Cortical dysplasia (CD) is the most common cause of epilepsy in children, and a high proportion of these cases are refractory to drug therapy. Although surgery is being increasingly used to treat drug-resistance in CD, there is still a lot of uncertainty in terms of outcome. Researchers are therefore keen to find new types of medication that might succeed where conventional anti-epileptic drugs (AEDs) have failed.

This has been a difficult task, however, because it requires an animal model that displays all of the features of CD, and until now, this has not existed.

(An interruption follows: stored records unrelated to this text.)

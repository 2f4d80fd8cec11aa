//! Per-request isolation for the HTTP transport.
//!
//! The engine keys request correlation by session, so a session shared
//! between concurrent HTTP requests would see their IDs collide. Each
//! request therefore gets its own [`RequestTransport`] and its own
//! stateless [`Session`], both owned by a [`RequestScope`].
//!
//! The scope is torn down exactly once: explicitly through
//! [`RequestScope::finish`] when the exchange completes, or on drop when
//! the handler is cancelled because the client went away. Teardown closes
//! the transport, then the session, reports each failure as
//! `request-failed`, and always ends with `request-completed`.

use std::sync::Arc;

use uuid::Uuid;

use crate::error::{RequestError, TransportError};
use crate::mcp::engine::{ProtocolEngine, Session, SessionMode};
use crate::mcp::events::{EventChannel, RequestRecord, ResponseRecord, ServerEvent};
use crate::mcp::protocol::OutgoingMessage;

/// Session-less transport carrying exactly one message in and at most one out.
#[derive(Debug)]
pub struct RequestTransport {
    id: Uuid,
    inbound: Option<String>,
    dispatched: bool,
    closed: bool,
}

impl RequestTransport {
    /// Creates a transport holding the raw request body.
    #[must_use]
    pub fn new(body: impl Into<String>) -> Self {
        Self {
            id: Uuid::new_v4(),
            inbound: Some(body.into()),
            dispatched: false,
            closed: false,
        }
    }

    /// Returns the transport identifier.
    #[must_use]
    pub const fn id(&self) -> Uuid {
        self.id
    }

    /// Feeds the request body through `session`.
    ///
    /// # Errors
    ///
    /// Fails if the transport is closed or its message was already dispatched.
    pub fn dispatch(&mut self, session: &mut Session) -> Result<Option<OutgoingMessage>, TransportError> {
        if self.closed {
            return Err(TransportError::AlreadyClosed);
        }
        let body = self.inbound.take().ok_or(TransportError::ExchangeComplete)?;

        let reply = session.handle_line(&body);
        self.dispatched = true;
        Ok(reply)
    }

    /// Returns `true` once the message has been handed to a session.
    #[must_use]
    pub const fn has_dispatched(&self) -> bool {
        self.dispatched
    }

    /// Returns `true` once closed.
    #[must_use]
    pub const fn is_closed(&self) -> bool {
        self.closed
    }

    /// Releases the transport.
    ///
    /// # Errors
    ///
    /// Returns [`TransportError::AlreadyClosed`] on a second call.
    pub fn close(&mut self) -> Result<(), TransportError> {
        if self.closed {
            return Err(TransportError::AlreadyClosed);
        }
        self.closed = true;
        self.inbound = None;
        Ok(())
    }
}

/// Outcome of dispatching one HTTP request.
#[derive(Debug)]
pub enum Dispatch {
    /// The message produced a reply.
    Reply(OutgoingMessage),
    /// The message was a notification; nothing to send back.
    Accepted,
}

/// Owns everything one HTTP request allocates.
pub struct RequestScope {
    record: RequestRecord,
    events: Arc<EventChannel>,
    transport: Option<RequestTransport>,
    session: Option<Session>,
    response: Option<ResponseRecord>,
    completed: bool,
}

impl RequestScope {
    /// Emits `request-received` and creates the request's transport.
    #[must_use]
    pub fn begin(record: RequestRecord, events: Arc<EventChannel>) -> Self {
        events.emit(&ServerEvent::RequestReceived { request: &record });
        let transport = RequestTransport::new(record.body.clone());

        tracing::debug!(request = %record.id, transport = %transport.id(), "Request scope opened");

        Self {
            record,
            events,
            transport: Some(transport),
            session: None,
            response: None,
            completed: false,
        }
    }

    /// Returns the request this scope belongs to.
    #[must_use]
    pub const fn request(&self) -> &RequestRecord {
        &self.record
    }

    /// Opens a fresh session on `engine`, binds it to this request's
    /// transport and dispatches the body.
    ///
    /// # Errors
    ///
    /// Fails if the engine is closed, the transport is no longer usable, or
    /// a tool handler failed. In the last case the session's own reply is
    /// discarded.
    pub fn dispatch(&mut self, engine: &Arc<ProtocolEngine>) -> Result<Dispatch, RequestError> {
        let transport = self
            .transport
            .as_mut()
            .ok_or(TransportError::AlreadyClosed)?;
        if self.session.is_some() {
            return Err(TransportError::ExchangeComplete.into());
        }
        let session = self.session.insert(engine.open_session(SessionMode::Stateless)?);

        let reply = transport.dispatch(session)?;
        if let Some(fault) = session.take_fault() {
            return Err(fault.into());
        }

        Ok(match reply {
            Some(reply) => Dispatch::Reply(reply),
            None => Dispatch::Accepted,
        })
    }

    /// Emits `request-failed`.
    ///
    /// Returns `true` if no response has been written yet, so an error
    /// response may still be sent.
    pub fn fail(&self, error: &RequestError) -> bool {
        self.events.emit(&ServerEvent::RequestFailed {
            request: &self.record,
            error,
        });
        self.response.is_none()
    }

    /// Records the response written to the client, as reported in
    /// `request-completed`.
    pub fn respond(&mut self, response: ResponseRecord) {
        self.response = Some(response);
    }

    /// Ends the exchange and tears the scope down.
    pub fn finish(mut self) {
        self.teardown();
    }

    fn teardown(&mut self) {
        if self.completed {
            return;
        }
        self.completed = true;

        if let Some(mut transport) = self.transport.take() {
            if let Err(e) = transport.close() {
                self.report(RequestError::Transport(e));
            }
        }
        if let Some(mut session) = self.session.take() {
            if let Err(e) = session.close() {
                self.report(RequestError::Engine(e));
            }
        }

        tracing::debug!(
            request = %self.record.id,
            status = self.response.as_ref().map(|r| r.status),
            "Request completed"
        );
        self.events.emit(&ServerEvent::RequestCompleted {
            request: &self.record,
            response: self.response.as_ref(),
        });
    }

    fn report(&self, error: RequestError) {
        tracing::warn!(request = %self.record.id, error = %error, "Request teardown step failed");
        self.events.emit(&ServerEvent::RequestFailed {
            request: &self.record,
            error: &error,
        });
    }
}

impl Drop for RequestScope {
    fn drop(&mut self) {
        if !self.completed {
            tracing::debug!(request = %self.record.id, "Request dropped before completion");
            self.teardown();
        }
    }
}

#[cfg(test)]
mod tests {
    use super::*;
    use crate::mcp::engine::ServerInfo;
    use crate::mcp::events::EventKind;
    use crate::mcp::tools::{ToolCallResult, ToolDefinition};
    use parking_lot::Mutex;
    use serde_json::json;

    fn engine() -> Arc<ProtocolEngine> {
        let engine = Arc::new(ProtocolEngine::new(ServerInfo {
            name: "iso".to_string(),
            version: "0.0.1".to_string(),
            description: None,
        }));
        engine.register_operation(ToolDefinition::new(
            "echo",
            "Echo",
            json!({"type": "object"}),
            |args| ToolCallResult::structured(args),
        ));
        engine
    }

    fn recorder(events: &EventChannel) -> Arc<Mutex<Vec<EventKind>>> {
        let log = Arc::new(Mutex::new(Vec::new()));
        for kind in [
            EventKind::RequestReceived,
            EventKind::RequestFailed,
            EventKind::RequestCompleted,
        ] {
            let log = Arc::clone(&log);
            events.on(kind, move |event| log.lock().push(event.kind()));
        }
        log
    }

    const PING: &str = r#"{"jsonrpc":"2.0","id":1,"method":"ping"}"#;

    #[test]
    fn request_transport_carries_one_message() {
        let engine = engine();
        let mut session = engine.open_session(SessionMode::Stateless).unwrap();
        let mut transport = RequestTransport::new(PING);

        assert!(!transport.has_dispatched());
        assert!(transport.dispatch(&mut session).unwrap().is_some());
        assert!(transport.has_dispatched());
        assert!(matches!(
            transport.dispatch(&mut session),
            Err(TransportError::ExchangeComplete)
        ));

        transport.close().unwrap();
        assert!(matches!(transport.close(), Err(TransportError::AlreadyClosed)));
    }

    #[test]
    fn finish_emits_lifecycle_in_order() {
        let engine = engine();
        let events = Arc::new(EventChannel::new());
        let log = recorder(&events);

        let mut scope = RequestScope::begin(RequestRecord::new("POST", "/mcp", PING), Arc::clone(&events));
        assert!(matches!(scope.dispatch(&engine).unwrap(), Dispatch::Reply(_)));
        assert_eq!(engine.active_sessions(), 1);

        scope.respond(ResponseRecord {
            status: 200,
            body: None,
        });
        scope.finish();

        assert_eq!(engine.active_sessions(), 0);
        assert_eq!(
            *log.lock(),
            [EventKind::RequestReceived, EventKind::RequestCompleted]
        );
    }

    #[test]
    fn dropped_scope_still_completes_once() {
        let engine = engine();
        let events = Arc::new(EventChannel::new());
        let log = recorder(&events);

        let mut scope = RequestScope::begin(RequestRecord::new("POST", "/mcp", PING), Arc::clone(&events));
        scope.dispatch(&engine).unwrap();
        drop(scope);

        assert_eq!(engine.active_sessions(), 0);
        let completed = log
            .lock()
            .iter()
            .filter(|k| **k == EventKind::RequestCompleted)
            .count();
        assert_eq!(completed, 1);
    }

    #[test]
    fn closed_engine_fails_request_before_response() {
        let engine = engine();
        engine.close().unwrap();
        let events = Arc::new(EventChannel::new());
        let log = recorder(&events);

        let mut scope = RequestScope::begin(RequestRecord::new("POST", "/mcp", PING), Arc::clone(&events));
        let err = scope.dispatch(&engine).unwrap_err();
        assert!(matches!(err, RequestError::Engine(_)));
        assert!(scope.fail(&err));
        scope.finish();

        assert_eq!(
            *log.lock(),
            [
                EventKind::RequestReceived,
                EventKind::RequestFailed,
                EventKind::RequestCompleted
            ]
        );
    }

    #[test]
    fn concurrent_scopes_do_not_share_sessions() {
        let engine = engine();
        let events = Arc::new(EventChannel::new());

        let mut first = RequestScope::begin(RequestRecord::new("POST", "/mcp", PING), Arc::clone(&events));
        let mut second = RequestScope::begin(RequestRecord::new("POST", "/mcp", PING), Arc::clone(&events));

        // Same request id in both; neither sees the other's correlation state.
        let Dispatch::Reply(OutgoingMessage::Response(_)) = first.dispatch(&engine).unwrap() else {
            panic!("first request should succeed");
        };
        let Dispatch::Reply(OutgoingMessage::Response(_)) = second.dispatch(&engine).unwrap() else {
            panic!("second request should succeed");
        };
        assert_eq!(engine.active_sessions(), 2);

        first.finish();
        assert_eq!(engine.active_sessions(), 1);
        second.finish();
        assert_eq!(engine.active_sessions(), 0);
    }

    #[test]
    fn notification_is_accepted() {
        let engine = engine();
        let events = Arc::new(EventChannel::new());
        let mut scope = RequestScope::begin(
            RequestRecord::new("POST", "/mcp", r#"{"jsonrpc":"2.0","method":"notifications/initialized"}"#),
            events,
        );
        assert!(matches!(scope.dispatch(&engine).unwrap(), Dispatch::Accepted));
    }

    #[test]
    fn tool_fault_fails_the_request() {
        let engine = engine();
        engine.register_operation(ToolDefinition::new(
            "boom",
            "Panics",
            json!({"type": "object"}),
            |_| panic!("nope"),
        ));
        let events = Arc::new(EventChannel::new());
        let log = recorder(&events);

        let mut scope = RequestScope::begin(
            RequestRecord::new(
                "POST",
                "/mcp",
                r#"{"jsonrpc":"2.0","id":1,"method":"tools/call","params":{"name":"boom"}}"#,
            ),
            Arc::clone(&events),
        );
        let err = scope.dispatch(&engine).unwrap_err();
        assert!(matches!(err, RequestError::Tool(_)));
        assert!(scope.fail(&err));
        scope.finish();

        assert_eq!(engine.active_sessions(), 0);
        assert_eq!(
            *log.lock(),
            [
                EventKind::RequestReceived,
                EventKind::RequestFailed,
                EventKind::RequestCompleted
            ]
        );
    }

    #[test]
    fn fail_after_response_recorded_reports_too_late() {
        let events = Arc::new(EventChannel::new());
        let mut scope = RequestScope::begin(RequestRecord::new("POST", "/mcp", PING), events);
        scope.respond(ResponseRecord {
            status: 200,
            body: None,
        });

        let err = RequestError::Transport(TransportError::AlreadyClosed);
        assert!(!scope.fail(&err));
    }
}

Investigators at Rutgers, the State University of New Jersey, have successfully remedied this situation. They bred mice that lacked a gene called Pten, which blocks cell growth in some neurons, causing them to display all the characteristic traits of CD: enlarged cortical neurons and abnormal EEG activity with spontaneous seizures. There was also increased mTor activity in these models.

When they administered rapamycin, the team found that the severity and duration of seizures was strongly suppressed. Dr D'Arcangelo, the project leader commented, "We demonstrated that rapamycin is a novel and effective anti-epileptic agent that suppresses seizures in our mice as well as in the TS model, and this has raised some hope for the future."

The group hopes that these results will lead to human trials of rapamycin for CD, in the same way as it has for TS. If these show the same promise, rapamycin could be developed as a possible treatment for patients with epilepsy associated with CD and similar disorders.